En fait, sa réflexion « superficielle » est celle de beaucoup de nos contemporains, croyants et incroyants. Comme beaucoup, il « largue » le Dieu auquel il faut offrir ses souffrances, le Dieu qui nous donne la vie mais en reste propriétaire. C’est pourquoi, ayant quitté la vie dominicaine, il devint secrétaire puis président de l’ADMD, l’association pour le droit à mourir dans la dignité.

Au contact des autres, Pohier remet en cause toute la doctrine catholique. Et d’abord, cette conception du sacrifice expiatoire du Fils pour nous « racheter » auprès du Père. Quel est donc ce Père dont la colère ne peut être apaisée que par le martyr de son Fils sur la croix ? Je laisse au lecteur la joie de découvrir le texte magistral, datant de 1989, intitulé ‘Dieu est-il encore père’ ? La formation psychanalytique de Pohier s’y retrouve, évidemment, de manière limpide.
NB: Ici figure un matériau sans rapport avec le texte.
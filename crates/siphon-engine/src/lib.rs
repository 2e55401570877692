//! Siphon ingestion engine
//!
//! A generic batch-ingestion engine for document stores. Given a source
//! collection, it runs a transform pipeline, streams candidate records,
//! applies a pluggable per-record processor, and durably records both
//! run-level bookkeeping (a batch run) and per-record failures, without
//! aborting the whole run on a single bad record unless configured to.
//!
//! # Architecture
//!
//! - **store**: document-store abstraction (`Collection` trait, cursors,
//!   in-memory and Postgres JSONB backends)
//! - **pipeline**: stage-list assembly from a filter, bounds, and a stage source
//! - **bookkeeping**: batch-run and failure persistence
//! - **processor**: per-record processing seam and failure isolation
//! - **metrics**: run counters and periodic diagnostic samples
//! - **options**: the per-invocation configuration surface
//! - **orchestrator**: the run lifecycle, start to finish
//!
//! # Example
//!
//! ```no_run
//! use std::sync::Arc;
//! use siphon_engine::{Ingester, IngestSpec, RunOptions, StageSource, SourceId};
//! use siphon_engine::store::memory::MemoryStore;
//!
//! # async fn demo() -> anyhow::Result<()> {
//! let store = Arc::new(MemoryStore::new());
//! let spec = IngestSpec::builder("example", SourceId::fixed("demo"))
//!     .input("raw_things")
//!     .output("things")
//!     .stages(StageSource::Fixed(vec![]))
//!     .replace(true)
//!     .build();
//!
//! let ingester = Ingester::new(store);
//! let metrics = ingester.execute(&spec, RunOptions::default()).await?;
//! println!("inserted={}", metrics.inserted);
//! # Ok(())
//! # }
//! ```

pub mod bookkeeping;
pub mod metrics;
pub mod options;
pub mod orchestrator;
pub mod pipeline;
pub mod processor;
pub mod store;

pub use bookkeeping::{BatchFailure, BatchRun, BatchRunStore, FailureStore};
pub use metrics::{MetricsAggregator, PostIngestMetrics, RunMetrics};
pub use options::RunOptions;
pub use orchestrator::{IngestSpec, IngestSpecBuilder, Ingester, SourceId, SourceResolver};
pub use pipeline::{build_pipeline, PipelineArgs, StageSource};
pub use processor::{
    PostIngestHook, PostIngestOutcome, PreIngestHook, RecordContext, RecordOutcome,
    RecordProcessor,
};
pub use store::{
    AggregateOptions, Collection, DocumentStore, IndexSpec, RecordCursor, WriteOutcome,
};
Je connaissais aussi depuis 1987 son étonnante homélie de Pâques intitulée ‘Dieu le ressuscité’ et j’ai pu, au téléphone, lui dire mon admiration.

Avec l’air de rien, Pohier détruit les dogmes de l’Église et je retrouve d’ailleurs certaines de mes convictions profondes depuis longtemps : cette religion qui nous fait espérer en un autre monde après la mort, n’est que l’inversion du monde présent. Parce que Pohier et son disciple Leconte sont avant tout des « psy », ils ne prononcent ni l’un ni l’autre le terme, pourtant approprié et attendu par moi, très marquée par le marxisme, celui d’aliénation. Pohier affirme : « Non, nous ne sommes pas une religion, notre problème essentiel n’est pas celui de la mort. […] Le Royaume de Dieu (c’est-à-dire Dieu) est là parce que Dieu vient dans ce monde-ci. Les béatitudes, le Sermon sur la montagne ne sont pas la charte de la vie dans un autre monde, mais la charte de la vie dans ce monde-ci ».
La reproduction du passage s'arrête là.